This post has been in my drafts forever so I thought that it was time to send it out. I was hoping that I would have some brilliant flash of genius that would make it a world class post, alas, no flash.
The concept is pretty simple: Damon writes about Software Configuration Management, and he started it through is love for that science as opposed to his love of the blogosphere as those who blog for hobby tend to do. As he is not a blog fanboy, he missed that whole “never go back and change posts or comments” voodoo that tends to be perpetuated by tree-hugging hippie types (the same type of people that say podcasts should never be edited, and the web has been ruined ever since they allowed graphics).

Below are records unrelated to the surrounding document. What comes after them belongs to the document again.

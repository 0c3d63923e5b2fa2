//! Runtime errors

use std::io;

use thiserror::Error;

/// Errors that end a program run.
///
/// Whatever the variant, the terminal has already been restored by the time
/// one of these reaches the caller of [`crate::core::Program::run`].
#[derive(Debug, Error)]
pub enum Error {
    #[error("Failed to switch terminal mode: {0}")]
    TerminalMode(#[source] io::Error),

    #[error("A terminal session is already active in this process")]
    SessionActive,

    #[error("Failed to read input: {0}")]
    Input(#[source] io::Error),

    #[error("Failed to write output: {0}")]
    Output(#[source] io::Error),

    #[error("Failed to watch for signals: {0}")]
    SignalWatch(#[source] io::Error),

    #[error("Interrupted by signal {0}")]
    Interrupted(i32),
}

pub type Result<T> = std::result::Result<T, Error>;
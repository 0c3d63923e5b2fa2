//! hiho - terminal UI runtime and tmux session browser
//!
//! The library is split into a small terminal-UI runtime and the
//! application built on top of it:
//!
//! - [`ui`]: pure text styling and layout
//! - [`core`]: input decoding, terminal mode control and the event loop
//! - [`tmux`]: session management behind the [`tmux::SessionManager`] trait
//! - [`app`]: the three-panel session browser model
//! - [`config`]: TOML configuration
//!
//! A program is any [`core::Model`]:
//!
//! ```no_run
//! use hiho::core::{Cmd, Event, Model, Program};
//!
//! struct Counter(usize);
//!
//! impl Model for Counter {
//!     fn update(self, event: Event) -> (Self, Option<Cmd>) {
//!         match event.key_code() {
//!             Some("q") => (self, Some(Cmd::quit())),
//!             Some(_) => (Counter(self.0 + 1), None),
//!             None => (self, None),
//!         }
//!     }
//!
//!     fn view(&self) -> String {
//!         format!("{} keys pressed, q to quit", self.0)
//!     }
//! }
//!
//! let (counter, result) = Program::new(Counter(0)).with_alt_screen().run();
//! result?;
//! println!("{}", counter.0);
//! # Ok::<(), hiho::Error>(())
//! ```

pub mod config;
pub mod error;
pub mod tmux;
pub mod ui;

#[cfg(unix)]
pub mod app;
#[cfg(unix)]
pub mod core;

pub use error::{Error, Result};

As a result he has no problem with retconning or going back and cleaning up posts that are not read often (he presumes that he needs to be clearer in his writing, as opposed to the average blogger’s hubris that would see it as a sign that the general public just doesn’t appreciate their genius). The idea that the entire blog can evolve, including the back posts, rather than the linear changes most blogs go through, was something that changed the way I look at blogging as a whole.
Any blog that eventually gains traction depends on the back catalog of content. Why shouldn’t it be the best it can be?
One reply on “Damon’s Blog – Always in Flux”
I think the practice of modifying previous entries with strikethroughs or a big “Edit:” statement at the end is pretty common. Editing for clarity and general writing is probably a lot less common, if for no other reason than lack of time to go back and do that.